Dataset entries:
++++++++++++++++++++
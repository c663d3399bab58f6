//! Config validation: unknown-key detection with Levenshtein suggestions.
//!
//! Two-pass parse approach: first deserialize raw TOML into `toml::Value`,
//! walk the key tree, compare against known field names, and emit warnings
//! with "did you mean?" suggestions. Then proceed with normal serde
//! deserialization. Warnings never break existing configs.

use std::collections::HashSet;

/// A non-fatal config warning (typo, suspicious value).
#[derive(Debug, Clone)]
pub struct ValidationWarning {
    pub field: String,
    pub message: String,
    pub suggestion: Option<String>,
}

impl std::fmt::Display for ValidationWarning {
    fn fmt(&self, f: &mut std::fmt::Formatter<'_>) -> std::fmt::Result {
        write!(f, "{}", self.message)?;
        if let Some(ref s) = self.suggestion {
            write!(f, " (did you mean '{s}'?)")?;
        }
        Ok(())
    }
}

// ============================================================================
// Known Config Keys
// ============================================================================

/// Returns the complete set of valid dotted key paths for AppConfig.
///
/// Maintained by hand to match the struct hierarchy in app_config.rs.
pub fn known_config_keys() -> HashSet<&'static str> {
    let keys: &[&str] = &[
        // [storage]
        "storage",
        "storage.data_dir",
        // [output]
        "output",
        "output.documents_dir",
        "output.export_dir",
        "output.export_results",
        // [tables]
        "tables",
        "tables.decans_path",
        "tables.channels_path",
        // [ephemeris]
        "ephemeris",
        "ephemeris.base_url",
        "ephemeris.timeout_secs",
        "ephemeris.sidereal_model",
        // [geocoding]
        "geocoding",
        "geocoding.geocoder_url",
        "geocoding.timezone_url",
        "geocoding.user_agent",
        "geocoding.language",
        "geocoding.timeout_secs",
        "geocoding.max_attempts",
        "geocoding.retry_backoff_ms",
        // [mail]
        "mail",
        "mail.relay_url",
        "mail.api_key",
        "mail.sender_email",
        "mail.sender_name",
        "mail.timeout_secs",
        // [pricing]
        "pricing",
        "pricing.normal",
        "pricing.pro",
        // [sign_check]
        "sign_check",
        "sign_check.latitude",
        "sign_check.longitude",
        "sign_check.timezone",
        "sign_check.time",
    ];
    keys.iter().copied().collect()
}

// ============================================================================
// TOML Key Walking
// ============================================================================

/// Recursively walks a `toml::Value` tree and collects all dotted key paths.
///
/// For example, a table `{ a = { b = 1, c = 2 } }` yields:
/// `["a", "a.b", "a.c"]`
pub fn walk_toml_keys(value: &toml::Value, prefix: &str) -> Vec<String> {
    let mut keys = Vec::new();
    if let Some(table) = value.as_table() {
        for (k, v) in table {
            let path = if prefix.is_empty() {
                k.clone()
            } else {
                format!("{prefix}.{k}")
            };
            keys.push(path.clone());
            if v.is_table() {
                keys.extend(walk_toml_keys(v, &path));
            }
        }
    }
    keys
}

// ============================================================================
// Levenshtein Distance
// ============================================================================

fn levenshtein(a: &str, b: &str) -> usize {
    let a: Vec<char> = a.chars().collect();
    let b: Vec<char> = b.chars().collect();
    if a.is_empty() {
        return b.len();
    }
    if b.is_empty() {
        return a.len();
    }

    let mut prev: Vec<usize> = (0..=b.len()).collect();
    let mut curr = vec![0; b.len() + 1];

    for (i, ca) in a.iter().enumerate() {
        curr[0] = i + 1;
        for (j, cb) in b.iter().enumerate() {
            let cost = usize::from(ca != cb);
            curr[j + 1] = (prev[j + 1] + 1).min(curr[j] + 1).min(prev[j] + cost);
        }
        std::mem::swap(&mut prev, &mut curr);
    }

    prev[b.len()]
}

/// Suggest the closest known key for an unknown key, if within edit distance 3.
pub fn suggest_correction(unknown: &str, known: &HashSet<&str>) -> Option<String> {
    known
        .iter()
        .map(|&k| (k, levenshtein(unknown, k)))
        .filter(|&(_, dist)| dist <= 3)
        .min_by(|a, b| a.1.cmp(&b.1).then_with(|| a.0.cmp(b.0)))
        .map(|(k, _)| k.to_string())
}

// ============================================================================
// Unknown Key Validation (entry point)
// ============================================================================

/// Parse a raw TOML string and return warnings for any unknown config keys.
///
/// Unknown keys never fail the load.
pub fn validate_unknown_keys(raw_toml: &str) -> Vec<ValidationWarning> {
    let value: toml::Value = match raw_toml.parse() {
        Ok(v) => v,
        Err(_) => return Vec::new(), // parse errors are handled by serde later
    };

    let known = known_config_keys();
    walk_toml_keys(&value, "")
        .into_iter()
        .filter(|key| !known.contains(key.as_str()))
        .map(|key| ValidationWarning {
            suggestion: suggest_correction(&key, &known),
            message: format!("Unknown config key '{key}'"),
            field: key,
        })
        .collect()
}

// ============================================================================
// Tests
// ============================================================================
++++++++++++++++++++
Aim of the task:
Restate each record above exactly, leaving nothing out.

Expected answer:
repository c663d3399bab58f6
//! Config validation: unknown-key detection with Levenshtein suggestions.
//!
//! Two-pass parse approach: first deserialize raw TOML into `toml::Value`,
//! walk the key tree, compare against known field names, and emit warnings
//! with "did you mean?" suggestions. Then proceed with normal serde
//! deserialization. Warnings never break existing configs.

use std::collections::HashSet;

/// A non-fatal config warning (typo, suspicious value).
#[derive(Debug, Clone)]
pub struct ValidationWarning {
    pub field: String,
    pub message: String,
    pub suggestion: Option<String>,
}

impl std::fmt::Display for ValidationWarning {
    fn fmt(&self, f: &mut std::fmt::Formatter<'_>) -> std::fmt::Result {
        write!(f, "{}", self.message)?;
        if let Some(ref s) = self.suggestion {
            write!(f, " (did you mean '{s}'?)")?;
        }
        Ok(())
    }
}

// ============================================================================
// Known Config Keys
// ============================================================================

/// Returns the complete set of valid dotted key paths for AppConfig.
///
/// Maintained by hand to match the struct hierarchy in app_config.rs.
pub fn known_config_keys() -> HashSet<&'static str> {
    let keys: &[&str] = &[
        // [storage]
        "storage",
        "storage.data_dir",
        // [output]
        "output",
        "output.documents_dir",
        "output.export_dir",
        "output.export_results",
        // [tables]
        "tables",
        "tables.decans_path",
        "tables.channels_path",
        // [ephemeris]
        "ephemeris",
        "ephemeris.base_url",
        "ephemeris.timeout_secs",
        "ephemeris.sidereal_model",
        // [geocoding]
        "geocoding",
        "geocoding.geocoder_url",
        "geocoding.timezone_url",
        "geocoding.user_agent",
        "geocoding.language",
        "geocoding.timeout_secs",
        "geocoding.max_attempts",
        "geocoding.retry_backoff_ms",
        // [mail]
        "mail",
        "mail.relay_url",
        "mail.api_key",
        "mail.sender_email",
        "mail.sender_name",
        "mail.timeout_secs",
        // [pricing]
        "pricing",
        "pricing.normal",
        "pricing.pro",
        // [sign_check]
        "sign_check",
        "sign_check.latitude",
        "sign_check.longitude",
        "sign_check.timezone",
        "sign_check.time",
    ];
    keys.iter().copied().collect()
}

// ============================================================================
// TOML Key Walking
// ============================================================================

/// Recursively walks a `toml::Value` tree and collects all dotted key paths.
///
/// For example, a table `{ a = { b = 1, c = 2 } }` yields:
/// `["a", "a.b", "a.c"]`
pub fn walk_toml_keys(value: &toml::Value, prefix: &str) -> Vec<String> {
    let mut keys = Vec::new();
    if let Some(table) = value.as_table() {
        for (k, v) in table {
            let path = if prefix.is_empty() {
                k.clone()
            } else {
                format!("{prefix}.{k}")
            };
            keys.push(path.clone());
            if v.is_table() {
                keys.extend(walk_toml_keys(v, &path));
            }
        }
    }
    keys
}

// ============================================================================
// Levenshtein Distance
// ============================================================================

fn levenshtein(a: &str, b: &str) -> usize {
    let a: Vec<char> = a.chars().collect();
    let b: Vec<char> = b.chars().collect();
    if a.is_empty() {
        return b.len();
    }
    if b.is_empty() {
        return a.len();
    }

    let mut prev: Vec<usize> = (0..=b.len()).collect();
    let mut curr = vec![0; b.len() + 1];

    for (i, ca) in a.iter().enumerate() {
        curr[0] = i + 1;
        for (j, cb) in b.iter().enumerate() {
            let cost = usize::from(ca != cb);
            curr[j + 1] = (prev[j + 1] + 1).min(curr[j] + 1).min(prev[j] + cost);
        }
        std::mem::swap(&mut prev, &mut curr);
    }

    prev[b.len()]
}

/// Suggest the closest known key for an unknown key, if within edit distance 3.
pub fn suggest_correction(unknown: &str, known: &HashSet<&str>) -> Option<String> {
    known
        .iter()
        .map(|&k| (k, levenshtein(unknown, k)))
        .filter(|&(_, dist)| dist <= 3)
        .min_by(|a, b| a.1.cmp(&b.1).then_with(|| a.0.cmp(b.0)))
        .map(|(k, _)| k.to_string())
}

// ============================================================================
// Unknown Key Validation (entry point)
// ============================================================================

/// Parse a raw TOML string and return warnings for any unknown config keys.
///
/// Unknown keys never fail the load.
pub fn validate_unknown_keys(raw_toml: &str) -> Vec<ValidationWarning> {
    let value: toml::Value = match raw_toml.parse() {
        Ok(v) => v,
        Err(_) => return Vec::new(), // parse errors are handled by serde later
    };

    let known = known_config_keys();
    walk_toml_keys(&value, "")
        .into_iter()
        .filter(|key| !known.contains(key.as_str()))
        .map(|key| ValidationWarning {
            suggestion: suggest_correction(&key, &known),
            message: format!("Unknown config key '{key}'"),
            field: key,
        })
        .collect()
}

// ============================================================================
// Tests
// ============================================================================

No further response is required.